ところで、その4月11日とは、三木 のり平 (1924 ~ 1999年、享年74 ) の 誕生日。

だから、あのツバメは僕に、のり平を偲ぶという贈り物をしてくれたわけ。

ここで僕がわざわざ強調しなくとも、喜劇役者としての卓越は、世間がわかっていることは十分に承知。

40数年前の〈徹子の部屋〉で、司会の黒柳が、ゲストの三木を半分マジメ、半分大げさに〈喜劇王〉、と紹介しているくらいですから。

小林 信彦 著『おかしな男 渥美清』(2002年 新潮社刊)には、こういうくだりがある。

1962年のこと、小林が、渥美に、
― 三木のり平は、なぜに仲間うちで受けるんだろう?、いっときほど面白くないと思うが?、と水を向けた。
すると、渥美は、ズバリと、こう断言した。

―肩の線だね。あのなで肩の感じが、プロ(俺たち)にはたまらなく、おかしい。

肩の落とし方で、おかしみを表現できるのか。奥が深いなぁ。

でも、まぁ、いいや。

21世紀になってしばらくの今、それを超える役者に乏しいんだから、ここで称賛し直したところで、なにが悪い。
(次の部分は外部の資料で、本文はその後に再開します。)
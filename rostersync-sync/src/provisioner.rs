//! Creation of folders and profile documents for roster records that have no
//! profile yet.

use rostersync_core::{infer_department, Department, EmployeeRecord};
use rostersync_renderer::{path_safe, ProfileRenderer, RenderError};

use crate::context::RunContext;
use crate::store::{join_path, FolderOutcome, ProfileStore};

/// Where and what a new profile would be.
#[derive(Debug, Clone, PartialEq, Eq)]
pub struct ProvisionPlan {
    pub department: Department,
    /// `<root>/<department>/<name>`
    pub folder: String,
    /// `<folder>/<prefix> <Profession> <name><ext>`
    pub document: String,
    pub content: String,
}

/// Plan a new profile for `record`. `Ok(None)` when no department matches the
/// profession.
pub fn plan(
    record: &EmployeeRecord,
    root: &str,
    renderer: &ProfileRenderer,
) -> Result<Option<ProvisionPlan>, RenderError> {
    let Some(department) = infer_department(&record.profession) else {
        return Ok(None);
    };
    let rendered = renderer.render(record)?;
    let department_dir = join_path(root, department.folder_name());
    let folder = join_path(&department_dir, &path_safe(record.name.as_str().trim()));
    let document = join_path(&folder, &rendered.file_name);
    Ok(Some(ProvisionPlan {
        department,
        folder,
        document,
        content: rendered.content,
    }))
}

/// Provision `record`: ensure its folder exists, then upload the rendered
/// document. Failures are recorded in `ctx`; unknown departments are skips.
///
/// Returns `true` when a document was (or in dry-run would be) created.
pub fn provision(
    store: &dyn ProfileStore,
    record: &EmployeeRecord,
    root: &str,
    renderer: &ProfileRenderer,
    ctx: &mut RunContext,
) -> bool {
    let plan = match plan(record, root, renderer) {
        Ok(Some(plan)) => plan,
        Ok(None) => {
            ctx.record_skip(
                record.name.as_str(),
                "no department matches profession",
            );
            return false;
        }
        Err(err) => {
            ctx.record_error(record.name.as_str(), format!("render failed: {err}"));
            return false;
        }
    };

    let exists = match store.folder_exists(&plan.folder) {
        Ok(exists) => exists,
        Err(err) => {
            ctx.record_error(&plan.folder, format!("folder check failed: {err}"));
            return false;
        }
    };

    if ctx.dry_run {
        if !exists {
            ctx.stats.folders_created += 1;
        }
        tracing::info!(department = %plan.department, "[dry-run] would create: {}", plan.document);
        ctx.stats.profiles_created += 1;
        return true;
    }

    if !exists {
        match store.create_folder(&plan.folder) {
            Ok(FolderOutcome::Created) => {
                tracing::info!("created folder: {}", plan.folder);
                ctx.stats.folders_created += 1;
            }
            Ok(FolderOutcome::AlreadyExists) => {
                tracing::debug!("folder already exists: {}", plan.folder);
            }
            Err(err) => {
                ctx.record_error(&plan.folder, format!("folder creation failed: {err}"));
                return false;
            }
        }
    }

    if let Err(err) = store.upload(&plan.document, &plan.content) {
        ctx.record_error(&plan.document, format!("upload failed: {err}"));
        return false;
    }
    tracing::info!(department = %plan.department, "created profile: {}", plan.document);
    ctx.stats.profiles_created += 1;
    true
}
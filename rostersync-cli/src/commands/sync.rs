//! `rostersync sync`: reconcile the profile tree against the roster.

use anyhow::{bail, Context, Result};
use clap::Args;
use colored::Colorize;
use serde::Serialize;
use tabled::{settings::Style, Table, Tabled};

use rostersync_core::{ChangeRecord, ErrorRecord, RunStats};
use rostersync_sync::{run, RunReport};

use super::CommonArgs;

const SAMPLE_CHANGES: usize = 10;

/// Arguments for `rostersync sync`.
#[derive(Args, Debug)]
pub struct SyncArgs {
    /// Report what would change without writing anything.
    #[arg(long)]
    pub dry_run: bool,

    /// Emit the run summary as JSON.
    #[arg(long)]
    pub json: bool,

    #[command(flatten)]
    pub common: CommonArgs,
}

impl SyncArgs {
    pub fn run(self) -> Result<()> {
        let cfg = self.common.load_config()?;
        let renderer = self.common.renderer(&cfg)?;
        let store = self.common.open_store(&cfg)?;

        let report = run(store.as_ref(), &cfg, &renderer, self.dry_run).context("sync failed")?;

        if self.json {
            println!("{}", serde_json::to_string_pretty(&ReportJson::from(&report))?);
        } else {
            print_summary(&report);
        }

        if !report.succeeded() {
            bail!("{} profile(s) failed", report.errors.len());
        }
        Ok(())
    }
}

#[derive(Serialize)]
struct ReportJson<'a> {
    dry_run: bool,
    started_at: String,
    finished_at: String,
    stats: &'a RunStats,
    changes: &'a [ChangeRecord],
    errors: &'a [ErrorRecord],
    artifact: Option<String>,
}

impl<'a> From<&'a RunReport> for ReportJson<'a> {
    fn from(r: &'a RunReport) -> Self {
        Self {
            dry_run: r.dry_run,
            started_at: r.started_at.to_rfc3339(),
            finished_at: r.finished_at.to_rfc3339(),
            stats: &r.stats,
            changes: &r.changes,
            errors: &r.errors,
            artifact: r.artifact.as_ref().map(|p| p.display().to_string()),
        }
    }
}

#[derive(Tabled)]
struct CountRow {
    #[tabled(rename = "Metric")]
    metric: &'static str,
    #[tabled(rename = "Count")]
    count: usize,
}

fn count_rows(stats: &RunStats) -> Vec<CountRow> {
    [
        ("Profiles found", stats.profiles_found),
        ("Profiles updated", stats.profiles_updated),
        ("Profiles created", stats.profiles_created),
        ("Profiles skipped", stats.profiles_skipped),
        ("Folders created", stats.folders_created),
        ("Fields changed", stats.fields_changed),
    ]
    .into_iter()
    .map(|(metric, count)| CountRow { metric, count })
    .collect()
}

fn print_summary(report: &RunReport) {
    let prefix = if report.dry_run { "[dry-run] " } else { "" };
    let elapsed: chrono::Duration = report.finished_at - report.started_at;
    println!(
        "{prefix}rostersync v{} | {} ms",
        env!("CARGO_PKG_VERSION"),
        elapsed.num_milliseconds()
    );

    let mut table = Table::new(count_rows(&report.stats));
    table.with(Style::rounded());
    println!("{table}");

    if !report.changes.is_empty() {
        println!("{}", "Changes".bold());
        for change in report.changes.iter().take(SAMPLE_CHANGES) {
            println!(
                "  ✎  {} · {} → {}  ({})",
                change.employee,
                change.field,
                change.new_value,
                change.file.bright_black()
            );
        }
        if report.changes.len() > SAMPLE_CHANGES {
            println!("  … and {} more", report.changes.len() - SAMPLE_CHANGES);
        }
    }

    if !report.errors.is_empty() {
        println!("{}", "Errors".bold().red());
        for err in &report.errors {
            println!("  ✗  {}: {}", err.file, err.error.red());
        }
    }

    if let Some(path) = &report.artifact {
        println!("Run record: {}", path.display());
    }

    if report.succeeded() {
        println!("{prefix}{}", "✓ sync complete".green());
    } else {
        println!(
            "{prefix}{}",
            format!("✗ sync finished with {} error(s)", report.errors.len()).red()
        );
    }
}

#[cfg(test)]
mod tests {
    use super::*;

    #[test]
    fn count_rows_cover_every_counter() {
        let stats = RunStats {
            profiles_found: 4,
            profiles_updated: 1,
            profiles_created: 2,
            profiles_skipped: 1,
            folders_created: 2,
            fields_changed: 3,
        };
        let rows = count_rows(&stats);
        assert_eq!(rows.len(), 6);
        assert_eq!(rows.iter().map(|r| r.count).sum::<usize>(), 13);
        let table = Table::new(rows).to_string();
        assert!(table.contains("Folders created"));
    }
}
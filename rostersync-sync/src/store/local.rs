//! Local mirror backend: the storage contract over a directory on disk.
//!
//! Provider path `/Nov25/Dev/Jane Doe` maps to `<root>/Nov25/Dev/Jane Doe`.
//! Uploads use the `.tmp` + rename pattern so a crash never leaves a
//! half-written profile. Listings are sorted by path and paged with
//! `page_size` entries per page; the cursor encodes the next offset.

use std::io::ErrorKind;
use std::path::{Path, PathBuf};

use crate::store::{
    Account, Entry, EntryKind, FolderOutcome, ListPage, ProfileStore, StoreError, StoreErrorCode,
};

const DEFAULT_PAGE_SIZE: usize = 500;

pub struct LocalStore {
    root: PathBuf,
    page_size: usize,
}

impl LocalStore {
    pub fn new(root: impl Into<PathBuf>) -> Self {
        Self {
            root: root.into(),
            page_size: DEFAULT_PAGE_SIZE,
        }
    }

    /// Override the listing page size (minimum 1).
    pub fn with_page_size(mut self, page_size: usize) -> Self {
        self.page_size = page_size.max(1);
        self
    }

    pub fn root(&self) -> &Path {
        &self.root
    }

    fn resolve(&self, path: &str) -> Result<PathBuf, StoreError> {
        if !path.starts_with('/') {
            return Err(StoreError::new(
                StoreErrorCode::Protocol,
                format!("path '{path}' must be absolute"),
            ));
        }
        let mut out = self.root.clone();
        for segment in path.split('/').filter(|s| !s.is_empty()) {
            if segment == "." || segment == ".." {
                return Err(StoreError::new(
                    StoreErrorCode::Protocol,
                    format!("path '{path}' escapes the store root"),
                ));
            }
            out.push(segment);
        }
        Ok(out)
    }

    fn collect(
        &self,
        dir: &Path,
        provider_dir: &str,
        recursive: bool,
        out: &mut Vec<Entry>,
    ) -> Result<(), StoreError> {
        let mut entries: Vec<_> = std::fs::read_dir(dir)
            .map_err(|e| io_store_err(dir, e))?
            .filter_map(|e| e.ok())
            .collect();
        entries.sort_by_key(|e| e.file_name());

        for entry in entries {
            let name = entry.file_name().to_string_lossy().into_owned();
            if name.ends_with(".rostersync.tmp") {
                continue;
            }
            let provider_path = format!("{}/{}", provider_dir.trim_end_matches('/'), name);
            let file_type = entry.file_type().map_err(|e| io_store_err(&entry.path(), e))?;
            if file_type.is_dir() {
                out.push(Entry {
                    kind: EntryKind::Folder,
                    name,
                    path: provider_path.clone(),
                });
                if recursive {
                    self.collect(&entry.path(), &provider_path, true, out)?;
                }
            } else if file_type.is_file() {
                out.push(Entry {
                    kind: EntryKind::File,
                    name,
                    path: provider_path,
                });
            }
        }
        Ok(())
    }

    fn page(&self, path: &str, recursive: bool, offset: usize) -> Result<ListPage, StoreError> {
        let dir = self.resolve(path)?;
        if !dir.is_dir() {
            return Err(StoreError::not_found(path));
        }
        let mut all = Vec::new();
        self.collect(&dir, path, recursive, &mut all)?;

        let end = (offset + self.page_size).min(all.len());
        let entries = all.get(offset..end).map(<[Entry]>::to_vec).unwrap_or_default();
        Ok(ListPage {
            entries,
            cursor: encode_cursor(end, recursive, path),
            has_more: end < all.len(),
        })
    }
}

fn encode_cursor(offset: usize, recursive: bool, path: &str) -> String {
    format!("{offset}:{}:{path}", u8::from(recursive))
}

fn decode_cursor(cursor: &str) -> Option<(usize, bool, &str)> {
    let mut parts = cursor.splitn(3, ':');
    let offset = parts.next()?.parse().ok()?;
    let recursive = match parts.next()? {
        "1" => true,
        "0" => false,
        _ => return None,
    };
    Some((offset, recursive, parts.next()?))
}

fn io_store_err(path: &Path, err: std::io::Error) -> StoreError {
    let code = match err.kind() {
        ErrorKind::NotFound => StoreErrorCode::NotFound,
        ErrorKind::AlreadyExists => StoreErrorCode::Conflict,
        _ => StoreErrorCode::Io,
    };
    StoreError::new(code, format!("{}: {err}", path.display()))
}

impl ProfileStore for LocalStore {
    fn backend(&self) -> &'static str {
        "local"
    }

    fn current_account(&self) -> Result<Account, StoreError> {
        if !self.root.is_dir() {
            return Err(StoreError::new(
                StoreErrorCode::NotFound,
                format!("local root {} is not a directory", self.root.display()),
            ));
        }
        Ok(Account {
            email: "local".to_string(),
            display_name: self.root.display().to_string(),
        })
    }

    fn download(&self, path: &str) -> Result<String, StoreError> {
        let file = self.resolve(path)?;
        if file.is_dir() {
            return Err(StoreError::new(
                StoreErrorCode::Protocol,
                format!("{path} is a folder"),
            ));
        }
        let bytes = std::fs::read(&file).map_err(|e| io_store_err(&file, e))?;
        String::from_utf8(bytes).map_err(|e| {
            StoreError::new(StoreErrorCode::Protocol, format!("{path} is not UTF-8: {e}"))
        })
    }

    fn upload(&self, path: &str, content: &str) -> Result<(), StoreError> {
        let target = self.resolve(path)?;
        if let Some(parent) = target.parent() {
            std::fs::create_dir_all(parent).map_err(|e| io_store_err(parent, e))?;
        }
        let tmp = PathBuf::from(format!("{}.rostersync.tmp", target.display()));
        std::fs::write(&tmp, content).map_err(|e| io_store_err(&tmp, e))?;
        if let Err(e) = std::fs::rename(&tmp, &target) {
            let _ = std::fs::remove_file(&tmp);
            return Err(io_store_err(&target, e));
        }
        Ok(())
    }

    fn list_folder(&self, path: &str, recursive: bool) -> Result<ListPage, StoreError> {
        self.page(path, recursive, 0)
    }

    fn list_folder_continue(&self, cursor: &str) -> Result<ListPage, StoreError> {
        let (offset, recursive, path) = decode_cursor(cursor).ok_or_else(|| {
            StoreError::new(StoreErrorCode::Protocol, format!("malformed cursor '{cursor}'"))
        })?;
        self.page(path, recursive, offset)
    }

    fn folder_exists(&self, path: &str) -> Result<bool, StoreError> {
        Ok(self.resolve(path)?.is_dir())
    }

    fn create_folder(&self, path: &str) -> Result<FolderOutcome, StoreError> {
        let dir = self.resolve(path)?;
        if dir.is_dir() {
            return Ok(FolderOutcome::AlreadyExists);
        }
        match std::fs::create_dir_all(&dir) {
            Ok(()) => Ok(FolderOutcome::Created),
            Err(e) if e.kind() == ErrorKind::AlreadyExists && dir.is_dir() => {
                Ok(FolderOutcome::AlreadyExists)
            }
            Err(e) => Err(io_store_err(&dir, e)),
        }
    }
}
//! Bounded retry for transient provider failures.
//!
//! Only [`StoreErrorCode::is_transient`] failures are retried. Every call the
//! stores retry is idempotent (overwrite uploads, reads, conflict-tolerant
//! folder creation), so a retried success is indistinguishable from a first
//! attempt success.

use std::thread;
use std::time::Duration;

use rostersync_core::RetryConfig;

use crate::store::StoreError;

#[derive(Clone, Debug, PartialEq, Eq)]
pub struct RetryPolicy {
    pub max_attempts: usize,
    pub base_backoff_ms: u64,
}

pub trait BackoffPolicy {
    fn delay_for_attempt(&self, attempt: usize) -> Duration;
}

impl Default for RetryPolicy {
    fn default() -> Self {
        RetryConfig::default().into()
    }
}

impl From<RetryConfig> for RetryPolicy {
    fn from(cfg: RetryConfig) -> Self {
        Self {
            max_attempts: cfg.max_attempts.max(1),
            base_backoff_ms: cfg.base_backoff_ms,
        }
    }
}

impl BackoffPolicy for RetryPolicy {
    fn delay_for_attempt(&self, attempt: usize) -> Duration {
        Duration::from_millis(self.base_backoff_ms.saturating_mul(attempt as u64))
    }
}

impl RetryPolicy {
    /// A policy that never retries.
    pub fn once() -> Self {
        Self {
            max_attempts: 1,
            base_backoff_ms: 0,
        }
    }

    /// Run `op` until it succeeds, fails with a non-transient error, or the
    /// attempt budget is spent.
    pub fn run<T>(
        &self,
        label: &str,
        mut op: impl FnMut() -> Result<T, StoreError>,
    ) -> Result<T, StoreError> {
        let mut attempt = 1;
        loop {
            match op() {
                Ok(value) => return Ok(value),
                Err(err) if err.code.is_transient() && attempt < self.max_attempts => {
                    let delay = self.delay_for_attempt(attempt);
                    tracing::warn!(
                        op = label,
                        attempt,
                        delay_ms = delay.as_millis() as u64,
                        error = %err,
                        "transient provider error, retrying"
                    );
                    thread::sleep(delay);
                    attempt += 1;
                }
                Err(err) => return Err(err),
            }
        }
    }
}

#[cfg(test)]
mod tests {
    use super::*;
    use crate::store::StoreErrorCode;
    use std::cell::Cell;

    fn fast(max_attempts: usize) -> RetryPolicy {
        RetryPolicy {
            max_attempts,
            base_backoff_ms: 0,
        }
    }

    #[test]
    fn linear_backoff() {
        let p = RetryPolicy {
            max_attempts: 4,
            base_backoff_ms: 120,
        };
        assert_eq!(p.delay_for_attempt(1), Duration::from_millis(120));
        assert_eq!(p.delay_for_attempt(3), Duration::from_millis(360));
    }

    #[test]
    fn transient_errors_are_retried_until_success() {
        let calls = Cell::new(0);
        let out = fast(3).run("fetch", || {
            calls.set(calls.get() + 1);
            if calls.get() < 3 {
                Err(StoreError::new(StoreErrorCode::Network, "reset"))
            } else {
                Ok(7)
            }
        });
        assert_eq!(out.unwrap(), 7);
        assert_eq!(calls.get(), 3);
    }

    #[test]
    fn budget_is_bounded() {
        let calls = Cell::new(0);
        let out: Result<(), _> = fast(2).run("fetch", || {
            calls.set(calls.get() + 1);
            Err(StoreError::new(StoreErrorCode::RateLimited, "slow down"))
        });
        assert_eq!(out.unwrap_err().code, StoreErrorCode::RateLimited);
        assert_eq!(calls.get(), 2);
    }

    #[test]
    fn permanent_errors_fail_fast() {
        let calls = Cell::new(0);
        let out: Result<(), _> = fast(5).run("fetch", || {
            calls.set(calls.get() + 1);
            Err(StoreError::new(StoreErrorCode::NotFound, "gone"))
        });
        assert_eq!(out.unwrap_err().code, StoreErrorCode::NotFound);
        assert_eq!(calls.get(), 1);
    }

    #[test]
    fn zero_attempt_config_still_runs_once() {
        let policy: RetryPolicy = RetryConfig {
            max_attempts: 0,
            base_backoff_ms: 5,
        }
        .into();
        assert_eq!(policy.max_attempts, 1);
    }
}
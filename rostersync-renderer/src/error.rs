//! Error types for rostersync-renderer.

use std::path::PathBuf;

use thiserror::Error;

/// All errors that can arise from template rendering operations.
#[derive(Debug, Error)]
pub enum RenderError {
    /// Tera template engine error.
    #[error("template engine error: {0}")]
    Tera(#[from] tera::Error),

    /// JSON serialization error (building tera context).
    #[error("context serialization error: {0}")]
    Serialization(#[from] serde_json::Error),

    /// Filesystem error while loading a user template override.
    #[error("template io error at {path}: {source}")]
    Io { path: PathBuf, source: std::io::Error },
}
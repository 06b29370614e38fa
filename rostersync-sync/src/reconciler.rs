//! Field reconciliation for existing profile documents.
//!
//! Each tracked field has a single-line anchor:
//!
//! ```text
//! **ID:** E100
//! - **Rate:** $20
//! - **Status:** Active
//! - **Profession:** Developer
//! ```
//!
//! Only the value span of the first occurrence is replaced; every other byte of
//! the document is preserved. A missing anchor leaves the field alone.

use std::sync::OnceLock;

use regex::Regex;

use rostersync_core::{EmployeeRecord, TrackedField};

use crate::context::RunContext;
use crate::store::ProfileStore;

/// One field whose document value differs from the roster.
#[derive(Debug, Clone, PartialEq, Eq)]
pub struct FieldChange {
    pub field: TrackedField,
    pub old_value: String,
    pub new_value: String,
}

/// Rewritten document text plus the fields that changed.
#[derive(Debug, Clone, PartialEq, Eq)]
pub struct Reconciliation {
    pub content: String,
    pub changes: Vec<FieldChange>,
}

impl Reconciliation {
    pub fn changed(&self) -> bool {
        !self.changes.is_empty()
    }
}

fn anchor(field: TrackedField) -> &'static Regex {
    static ANCHORS: OnceLock<[Regex; 4]> = OnceLock::new();
    let anchors = ANCHORS.get_or_init(|| {
        let build = |pattern: &str| Regex::new(pattern).expect("anchor pattern is valid");
        [
            build(r"(\*\*ID:\*\*)([ \t]*)([^\r\n]*)"),
            build(r"(- \*\*Rate:\*\*)([ \t]*)([^\r\n]*)"),
            build(r"(- \*\*Status:\*\*)([ \t]*)([^\r\n]*)"),
            build(r"(- \*\*Profession:\*\*)([ \t]*)([^\r\n]*)"),
        ]
    });
    match field {
        TrackedField::Id => &anchors[0],
        TrackedField::Rate => &anchors[1],
        TrackedField::Status => &anchors[2],
        TrackedField::Profession => &anchors[3],
    }
}

/// Set `field` to `value` in `content`.
///
/// Returns the rewritten text and the previous value, or `None` when the
/// anchor is absent or already holds `value` (compared trimmed). A blank value
/// differs from any non-blank one; the label keeps a single space before the
/// new value when it had none.
pub fn update_field(content: &str, field: TrackedField, value: &str) -> Option<(String, String)> {
    let caps = anchor(field).captures(content)?;
    let gap = caps.get(2)?;
    let span = caps.get(3)?;
    let current = span.as_str().trim();
    if current == value.trim() {
        return None;
    }
    // Splice rather than Regex::replace so `$` in values is never expanded.
    let mut out = String::with_capacity(content.len() + value.len() + 1);
    out.push_str(&content[..span.start()]);
    if gap.as_str().is_empty() {
        out.push(' ');
    }
    out.push_str(value);
    out.push_str(&content[span.end()..]);
    Some((out, current.to_string()))
}

/// Apply every tracked field of `record` to `content`.
pub fn reconcile_content(content: &str, record: &EmployeeRecord) -> Reconciliation {
    let mut current = content.to_string();
    let mut changes = Vec::new();
    for &field in TrackedField::all() {
        let new_value = record.value(field);
        if let Some((updated, old_value)) = update_field(&current, field, new_value) {
            current = updated;
            changes.push(FieldChange {
                field,
                old_value,
                new_value: new_value.to_string(),
            });
        }
    }
    Reconciliation {
        content: current,
        changes,
    }
}

/// Reconcile one stored profile against its roster record.
///
/// Download and upload failures are recorded in `ctx` and never propagate.
/// Returns `true` when the document was (or in dry-run would be) rewritten.
pub fn sync_profile(
    store: &dyn ProfileStore,
    path: &str,
    record: &EmployeeRecord,
    ctx: &mut RunContext,
) -> bool {
    let content = match store.download(path) {
        Ok(content) => content,
        Err(err) => {
            ctx.record_error(path, format!("download failed: {err}"));
            return false;
        }
    };

    let result = reconcile_content(&content, record);
    if !result.changed() {
        tracing::debug!("unchanged: {path}");
        return false;
    }

    if ctx.dry_run {
        tracing::info!("[dry-run] would write: {path}");
    } else if let Err(err) = store.upload(path, &result.content) {
        ctx.record_error(path, format!("upload failed: {err}"));
        return false;
    }

    for change in &result.changes {
        ctx.record_change(path, &record.name, change.field, &change.new_value);
    }
    ctx.stats.profiles_updated += 1;
    true
}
映画『あ・うん』(1989年)では、掏摸(スリ)役でご登場。

高倉 健 (主人公) のフトコロからまんまと抜いたあと、バッタリ屋台で一緒になる時の、なんともバツの悪そうな演技。

これは、以前にご紹介したか、と記憶しますが、今回は、座頭市(by 勝 新太郎) への出演場面を観ましょうか。

では。

『ふとした旅人』

原題は『The Accidental Tourist』。

1988年の米国映画。

邦題は『偶然の旅行者』で、見事なほど工夫がないんです、これ。

この作品が、この国であまり注目されない理由のひとつでなないか、と勘繰りたくもなるんですね。

で、勝手にタイトルのように訳出して見た次第。

旅行ガイドブックのライター役で主演した、ウイリアム ハートが、3月13日に亡くなった。(1950~2022年)

誕生日の7日前、との訃報。

享年 71歳だった

凶悪犯に息子を殺害された痛手から立ち直れないでいる主人公、という設定がまづあって、

その日常に、ふとして入り込んで来た、かなり奇妙な行動をとる子持ちの独身女性(ジーナ デイビスが演ずる)に、戸惑いながら惹かれて行く進行。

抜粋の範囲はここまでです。